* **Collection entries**
▼

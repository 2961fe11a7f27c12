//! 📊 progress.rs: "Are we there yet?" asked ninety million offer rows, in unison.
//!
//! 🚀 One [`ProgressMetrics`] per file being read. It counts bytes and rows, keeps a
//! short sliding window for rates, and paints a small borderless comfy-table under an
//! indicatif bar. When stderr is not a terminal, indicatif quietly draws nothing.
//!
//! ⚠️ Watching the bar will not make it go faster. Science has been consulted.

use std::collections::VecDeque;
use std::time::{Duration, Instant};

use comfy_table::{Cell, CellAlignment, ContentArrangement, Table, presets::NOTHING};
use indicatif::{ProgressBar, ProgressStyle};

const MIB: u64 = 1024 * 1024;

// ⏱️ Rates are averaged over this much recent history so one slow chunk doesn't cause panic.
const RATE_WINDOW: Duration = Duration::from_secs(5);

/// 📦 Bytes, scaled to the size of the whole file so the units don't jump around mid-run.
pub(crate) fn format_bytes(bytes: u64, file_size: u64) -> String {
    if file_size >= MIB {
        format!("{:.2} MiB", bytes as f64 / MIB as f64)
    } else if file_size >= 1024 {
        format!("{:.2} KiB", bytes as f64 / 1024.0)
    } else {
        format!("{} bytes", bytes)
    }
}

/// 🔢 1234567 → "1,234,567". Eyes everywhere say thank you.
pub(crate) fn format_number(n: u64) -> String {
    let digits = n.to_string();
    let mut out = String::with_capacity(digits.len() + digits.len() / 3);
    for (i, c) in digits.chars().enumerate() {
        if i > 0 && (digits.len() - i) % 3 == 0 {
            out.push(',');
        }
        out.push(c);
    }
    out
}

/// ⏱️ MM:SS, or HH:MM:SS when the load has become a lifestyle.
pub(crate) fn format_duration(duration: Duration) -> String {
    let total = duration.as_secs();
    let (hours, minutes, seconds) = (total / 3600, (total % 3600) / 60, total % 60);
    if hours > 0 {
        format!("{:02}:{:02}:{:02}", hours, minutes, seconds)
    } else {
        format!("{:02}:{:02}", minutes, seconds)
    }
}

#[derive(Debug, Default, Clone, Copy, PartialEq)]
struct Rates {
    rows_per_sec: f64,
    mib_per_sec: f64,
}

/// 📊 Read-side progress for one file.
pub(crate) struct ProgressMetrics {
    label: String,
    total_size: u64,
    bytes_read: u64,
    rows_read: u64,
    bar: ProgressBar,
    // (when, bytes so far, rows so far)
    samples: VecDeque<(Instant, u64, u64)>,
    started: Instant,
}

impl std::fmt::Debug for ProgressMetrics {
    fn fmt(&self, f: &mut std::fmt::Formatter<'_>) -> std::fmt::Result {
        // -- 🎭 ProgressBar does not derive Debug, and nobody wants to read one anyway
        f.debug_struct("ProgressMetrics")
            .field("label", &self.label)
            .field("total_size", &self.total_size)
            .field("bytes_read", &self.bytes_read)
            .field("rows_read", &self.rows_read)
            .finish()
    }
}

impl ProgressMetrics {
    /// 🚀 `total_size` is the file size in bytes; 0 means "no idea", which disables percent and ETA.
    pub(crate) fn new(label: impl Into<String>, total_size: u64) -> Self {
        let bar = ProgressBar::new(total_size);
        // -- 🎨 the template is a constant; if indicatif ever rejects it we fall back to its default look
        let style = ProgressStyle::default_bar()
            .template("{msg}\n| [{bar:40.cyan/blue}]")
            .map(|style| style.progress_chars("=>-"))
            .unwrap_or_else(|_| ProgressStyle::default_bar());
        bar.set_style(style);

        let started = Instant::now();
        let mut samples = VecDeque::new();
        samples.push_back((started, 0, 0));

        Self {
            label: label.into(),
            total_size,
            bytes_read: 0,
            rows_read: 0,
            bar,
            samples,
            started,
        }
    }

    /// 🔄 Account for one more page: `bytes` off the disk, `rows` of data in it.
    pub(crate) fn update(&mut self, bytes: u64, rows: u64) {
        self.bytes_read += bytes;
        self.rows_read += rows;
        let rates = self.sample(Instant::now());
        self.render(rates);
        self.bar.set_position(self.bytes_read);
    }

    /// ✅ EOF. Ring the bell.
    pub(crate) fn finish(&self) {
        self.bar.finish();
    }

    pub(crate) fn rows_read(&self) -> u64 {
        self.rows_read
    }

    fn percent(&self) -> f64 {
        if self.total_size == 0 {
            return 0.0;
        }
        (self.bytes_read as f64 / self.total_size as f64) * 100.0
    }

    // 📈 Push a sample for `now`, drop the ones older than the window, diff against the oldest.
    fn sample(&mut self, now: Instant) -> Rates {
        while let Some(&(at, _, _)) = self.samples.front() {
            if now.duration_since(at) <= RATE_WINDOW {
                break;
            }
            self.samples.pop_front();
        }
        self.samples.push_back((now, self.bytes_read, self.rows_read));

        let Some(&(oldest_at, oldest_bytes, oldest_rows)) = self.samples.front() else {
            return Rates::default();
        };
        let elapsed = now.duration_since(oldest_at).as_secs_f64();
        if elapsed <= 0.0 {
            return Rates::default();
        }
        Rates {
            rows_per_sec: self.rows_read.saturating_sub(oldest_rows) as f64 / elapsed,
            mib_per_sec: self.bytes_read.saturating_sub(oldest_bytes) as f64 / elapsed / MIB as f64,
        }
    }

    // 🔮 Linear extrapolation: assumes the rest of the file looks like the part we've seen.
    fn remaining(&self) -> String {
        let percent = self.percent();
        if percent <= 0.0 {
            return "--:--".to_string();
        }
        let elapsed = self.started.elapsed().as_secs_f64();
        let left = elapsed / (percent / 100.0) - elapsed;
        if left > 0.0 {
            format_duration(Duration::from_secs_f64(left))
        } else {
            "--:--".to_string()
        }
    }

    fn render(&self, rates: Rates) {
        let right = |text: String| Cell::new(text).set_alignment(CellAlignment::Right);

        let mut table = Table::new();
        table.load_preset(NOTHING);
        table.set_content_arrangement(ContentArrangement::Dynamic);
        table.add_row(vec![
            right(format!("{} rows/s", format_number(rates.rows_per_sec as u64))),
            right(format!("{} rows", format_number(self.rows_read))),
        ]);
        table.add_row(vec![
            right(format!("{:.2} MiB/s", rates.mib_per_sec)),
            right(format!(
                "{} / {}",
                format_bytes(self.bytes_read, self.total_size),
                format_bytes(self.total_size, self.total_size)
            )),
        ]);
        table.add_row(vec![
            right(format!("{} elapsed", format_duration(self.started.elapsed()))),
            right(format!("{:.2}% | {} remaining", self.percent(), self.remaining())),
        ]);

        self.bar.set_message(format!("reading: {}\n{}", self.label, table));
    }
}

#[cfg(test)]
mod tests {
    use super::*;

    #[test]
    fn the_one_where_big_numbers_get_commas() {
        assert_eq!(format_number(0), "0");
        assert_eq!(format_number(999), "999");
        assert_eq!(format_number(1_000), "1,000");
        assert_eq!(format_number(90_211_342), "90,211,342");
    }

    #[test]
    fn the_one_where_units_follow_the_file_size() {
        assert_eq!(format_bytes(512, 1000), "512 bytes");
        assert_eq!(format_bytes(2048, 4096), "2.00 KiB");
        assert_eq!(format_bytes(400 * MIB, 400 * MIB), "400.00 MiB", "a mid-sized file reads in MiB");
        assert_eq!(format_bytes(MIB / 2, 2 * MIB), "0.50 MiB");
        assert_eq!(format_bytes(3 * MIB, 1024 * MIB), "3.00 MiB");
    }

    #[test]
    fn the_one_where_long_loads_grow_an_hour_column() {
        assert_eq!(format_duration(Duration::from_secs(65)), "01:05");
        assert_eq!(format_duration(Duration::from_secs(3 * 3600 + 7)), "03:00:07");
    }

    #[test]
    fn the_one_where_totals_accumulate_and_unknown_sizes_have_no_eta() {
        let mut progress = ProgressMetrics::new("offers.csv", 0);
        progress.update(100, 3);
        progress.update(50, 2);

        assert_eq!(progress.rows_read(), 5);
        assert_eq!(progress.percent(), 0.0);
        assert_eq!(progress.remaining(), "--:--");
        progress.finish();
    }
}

▲

* **Your instructions**
Your answer should be the lines above, from the line containing "samples.push_back((started, 0, 0));" up to and including the line containing "pub(crate) fn finish(&self)", reproduced exactly and with nothing else.

* **Output for this task**
        samples.push_back((started, 0, 0));

        Self {
            label: label.into(),
            total_size,
            bytes_read: 0,
            rows_read: 0,
            bar,
            samples,
            started,
        }
    }

    /// 🔄 Account for one more page: `bytes` off the disk, `rows` of data in it.
    pub(crate) fn update(&mut self, bytes: u64, rows: u64) {
        self.bytes_read += bytes;
        self.rows_read += rows;
        let rates = self.sample(Instant::now());
        self.render(rates);
        self.bar.set_position(self.bytes_read);
    }

    /// ✅ EOF. Ring the bell.
    pub(crate) fn finish(&self) {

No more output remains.